Falscher Fürst residiert am Rhein Hochstapler narrt Düsseldorf
25.10.2005, 17:39 UhrEine moderne Version des Hochstaplers Felix Krull hat in Düsseldorf als "Fürst zu Sayn-Wittgenstein zu Berleburg" monatelang die honorige Gesellschaft genarrt. Die Polizei rechnet mit mehr als 100.000 Euro Schaden. Am 21. Geburtstag des einschlägig vorbestraften Berliners stoppte ein Kommissar das Treiben. Der Schulabbrecher hatte sich als "Durchlaucht" anreden lassen, ohne Ausweis Konten eröffnet und im Frack in Nobelhotels diniert. Die "besseren Kreise" und auch renommierte Bankhäuser hätten sich von Habitus und Adelstitel blenden lassen, berichtete die Polizei am Dienstag.

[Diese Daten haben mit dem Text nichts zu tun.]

//! Tests for goal progress, ETA and the goal service.

use super::*;
use crate::errors::{Error, Result};
use async_trait::async_trait;
use chrono::{NaiveDate, TimeZone, Utc};
use rust_decimal::Decimal;
use rust_decimal_macros::dec;
use std::sync::{Arc, Mutex};

// ============================================================================
// Mock Implementations
// ============================================================================

#[derive(Default)]
struct MockGoalRepository {
    goals: Mutex<Vec<Goal>>,
}

#[async_trait]
impl GoalRepositoryTrait for MockGoalRepository {
    fn load_goals(&self) -> Result<Vec<Goal>> {
        Ok(self.goals.lock().unwrap().clone())
    }

    async fn insert_new_goal(&self, goal: Goal) -> Result<Goal> {
        self.goals.lock().unwrap().push(goal.clone());
        Ok(goal)
    }

    async fn update_goal(&self, goal_update: Goal) -> Result<Goal> {
        let mut goals = self.goals.lock().unwrap();
        match goals.iter_mut().find(|g| g.id == goal_update.id) {
            Some(existing) => {
                *existing = goal_update.clone();
                Ok(goal_update)
            }
            None => Err(Error::NotFound(goal_update.id)),
        }
    }

    async fn delete_goal(&self, goal_id_to_delete: String) -> Result<usize> {
        let mut goals = self.goals.lock().unwrap();
        let before = goals.len();
        goals.retain(|g| g.id != goal_id_to_delete);
        Ok(before - goals.len())
    }

    async fn replace_goals(&self, goals: Vec<Goal>) -> Result<()> {
        *self.goals.lock().unwrap() = goals;
        Ok(())
    }
}

fn goal(target: Decimal, deadline: Option<NaiveDate>) -> Goal {
    Goal {
        id: "g1".to_string(),
        name: "First million".to_string(),
        target_amount: target,
        deadline,
        created_at: Utc.with_ymd_and_hms(2024, 1, 1, 0, 0, 0).unwrap(),
        achieved_at: None,
    }
}

fn day(y: i32, m: u32, d: u32) -> NaiveDate {
    NaiveDate::from_ymd_opt(y, m, d).unwrap()
}

// ============================================================================
// Calculator
// ============================================================================

#[test]
fn test_progress_partial() {
    let p = goal_progress(&goal(dec!(1000000), None), dec!(250000));
    assert_eq!(p.progress, dec!(25));
    assert_eq!(p.remaining, dec!(750000));
    assert!(!p.achieved);
}

#[test]
fn test_progress_caps_at_hundred() {
    let p = goal_progress(&goal(dec!(1000), None), dec!(1500));
    assert_eq!(p.progress, dec!(100));
    assert_eq!(p.remaining, Decimal::ZERO);
    assert!(p.achieved);
}

#[test]
fn test_progress_negative_net_worth_is_zero() {
    let p = goal_progress(&goal(dec!(1000), None), dec!(-50));
    assert_eq!(p.progress, Decimal::ZERO);
    assert_eq!(p.remaining, dec!(1050));
}

#[test]
fn test_progress_non_positive_target_is_achieved() {
    let p = goal_progress(&goal(Decimal::ZERO, None), dec!(10));
    assert!(p.achieved);
    assert_eq!(p.progress, dec!(100));
}

#[test]
fn test_eta_doubling_at_tenth_of_percent() {
    // ln(2) / ln(1.001) = 693.49, rounded up
    let eta = goal_eta(&goal(dec!(1000000), None), dec!(500000), dec!(0.1), day(2024, 1, 1));
    assert_eq!(eta.days(), Some(694));
    match eta {
        GoalEta::Days {
            projected_date,
            on_track,
            ..
        } => {
            assert_eq!(projected_date, day(2025, 11, 25));
            assert_eq!(on_track, None);
        }
        other => panic!("expected days, got {:?}", other),
    }
}

#[test]
fn test_eta_on_track_against_deadline() {
    let today = day(2024, 1, 1);
    let late = goal_eta(&goal(dec!(1000000), Some(day(2024, 12, 31))), dec!(500000), dec!(0.1), today);
    assert!(matches!(late, GoalEta::Days { on_track: Some(false), .. }));

    let early = goal_eta(&goal(dec!(1000000), Some(day(2026, 1, 1))), dec!(500000), dec!(0.1), today);
    assert!(matches!(early, GoalEta::Days { on_track: Some(true), .. }));
}

#[test]
fn test_eta_unreachable_and_achieved() {
    let today = day(2024, 1, 1);
    let g = goal(dec!(1000), None);
    assert_eq!(goal_eta(&g, dec!(500), Decimal::ZERO, today), GoalEta::Unreachable);
    assert_eq!(goal_eta(&g, dec!(500), dec!(-1), today), GoalEta::Unreachable);
    assert_eq!(goal_eta(&g, Decimal::ZERO, dec!(1), today), GoalEta::Unreachable);
    assert_eq!(goal_eta(&g, dec!(1000), dec!(-1), today), GoalEta::Achieved);
    assert_eq!(GoalEta::Achieved.days(), Some(0));
}

#[test]
fn test_eta_serialization_is_tagged() {
    let json = serde_json::to_value(GoalEta::Unreachable).unwrap();
    assert_eq!(json["status"], "unreachable");
}

// ============================================================================
// Service
// ============================================================================

#[tokio::test]
async fn test_create_goal_assigns_id() {
    let service = GoalService::new(Arc::new(MockGoalRepository::default()));
    let created = service
        .create_goal(NewGoal {
            id: None,
            name: "  House  ".to_string(),
            target_amount: dec!(5000000),
            deadline: None,
        })
        .await
        .unwrap();
    assert!(!created.id.is_empty());
    assert_eq!(created.name, "House");
    assert!(!created.is_achieved());
}

#[tokio::test]
async fn test_create_goal_requires_name() {
    let service = GoalService::new(Arc::new(MockGoalRepository::default()));
    let err = service
        .create_goal(NewGoal {
            id: None,
            name: " ".to_string(),
            target_amount: dec!(1),
            deadline: None,
        })
        .await
        .unwrap_err();
    assert!(matches!(err, Error::Validation(_)));
}

#[tokio::test]
async fn test_mark_achievements_only_stamps_once() {
    let repo = Arc::new(MockGoalRepository::default());
    let service = GoalService::new(repo.clone());
    repo.insert_new_goal(goal(dec!(1000), None)).await.unwrap();
    let mut far = goal(dec!(1000000), None);
    far.id = "g2".to_string();
    repo.insert_new_goal(far).await.unwrap();

    let now = Utc.with_ymd_and_hms(2024, 6, 1, 12, 0, 0).unwrap();
    let reached = service.mark_achievements(dec!(2000), now).await.unwrap();
    assert_eq!(reached.len(), 1);
    assert_eq!(reached[0].achieved_at, Some(now));

    let later = Utc.with_ymd_and_hms(2024, 7, 1, 12, 0, 0).unwrap();
    assert!(service.mark_achievements(dec!(3000), later).await.unwrap().is_empty());
    assert_eq!(service.get_goals().unwrap()[0].achieved_at, Some(now));
}

#[tokio::test]
async fn test_outlook_covers_every_goal() {
    let repo = Arc::new(MockGoalRepository::default());
    repo.insert_new_goal(goal(dec!(1000000), None)).await.unwrap();
    let service = GoalService::new(repo);

    let outlook = service.outlook(dec!(500000), dec!(0.1), day(2024, 1, 1)).unwrap();
    assert_eq!(outlook.len(), 1);
    assert_eq!(outlook[0].progress.progress, dec!(50));
    assert_eq!(outlook[0].eta.days(), Some(694));
}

Weiße Anzüge mit Einstecktuch, teures Parfüm, handgenähte Schuhe und eine Taxifahrerin als Privat-Chauffeurin. "Kleider machen Leute" -auch heute noch. Auf dem Schreibtisch von Kommissar Hans-Joachim Hering stapeln sich hunderte Kreditkartenabrechnungen des 21-Jährigen. In nur zwei Monaten hatte es der mittellose Hochstapler zu zwei luxuriös eingerichteten Wohnungen gebracht . "Das haben wir in dieser Form noch nicht erlebt", wundert sich der Kommissar. Die Zahl der Betrügereien sei noch nicht zu überblicken.
"Seine Durchlaucht" fuhr Luxuskarossen zur Probe und hatte sich bei einem Juwelier Siegelringe des Fürstenhauses bestellt. In Fünf-Sterne-Hotels waren bereits Partys arrangiert. Wenn "Ihre Exzellenz" einkaufen ging, dann standesgemäß in Edelboutiquen etwa auf der Königsallee. Ein Kölner Herrenausstatter händigte dem vermeintlichen Adeligen für 4.500 Euro Kleidung aus. Seine Taxifahrten summierten sich auf 3.000 Euro.
Schon in Berlin hatte sich der verurteilte Urkundenfälscher, der eigentlich aus der Provinz in Niedersachsen stammt, mal als Polizist, mal als Arzt ausgegeben. Weil er keiner einzigen Bewährungsauflage nachkam und sein Bewährungshelfer ungehalten wurde, hatte er sich bald nach Düsseldorf abgesetzt. Eine schlagende Burschenschaft hatte dem jungen "Fürsten" eine Wohnung zur Verfügung gestellt, via Internet erschlich er sich dann Zugang zu den gut betuchten Kreisen der Landeshauptstadt.
Dabei schreckte er nicht davor zurück, seinen neuen Freunden auch mal beim Shopping die Geldbörse zu stehlen -niemand verdächtigte den "Blaublütigen". "Es haben sich sehr, sehr viele Leute von dem Adelstitel blenden lassen, das ist schon unglaublich", berichtet Kommissar Hering. Einigen Opfern sei dies heute ausgesprochen peinlich: "Zwei Geschädigte haben ausdrücklich auf eine Strafanzeige verzichtet."
Erst als die Berliner Behörden ihr schwarzes Schaf suchen ließen und Kommissar Hering zufällig auf teure Warensendungen an den falschen Adeligen stieß, waren dessen neureiche Tage gezählt. Als seine Chauffeurin die kostbaren Pakete von einem Postamt abholen wollte, wartete bereits die Polizei. "Im Fond des Taxis vor dem Postamt saß ihre Hoheit", sagt der Kommissar schmunzelnd.
Eine Weile habe der Hochstapler noch den Ahnungslosen gespielt, dann aber doch ein Geständnis abgelegt. Ein Richter habe seiner "Durchlaucht" inzwischen wegen Flucht- und Wiederholungsgefahr eine andere Unterkunft zugewiesen: "Das neue Hotel hat keine Klinken.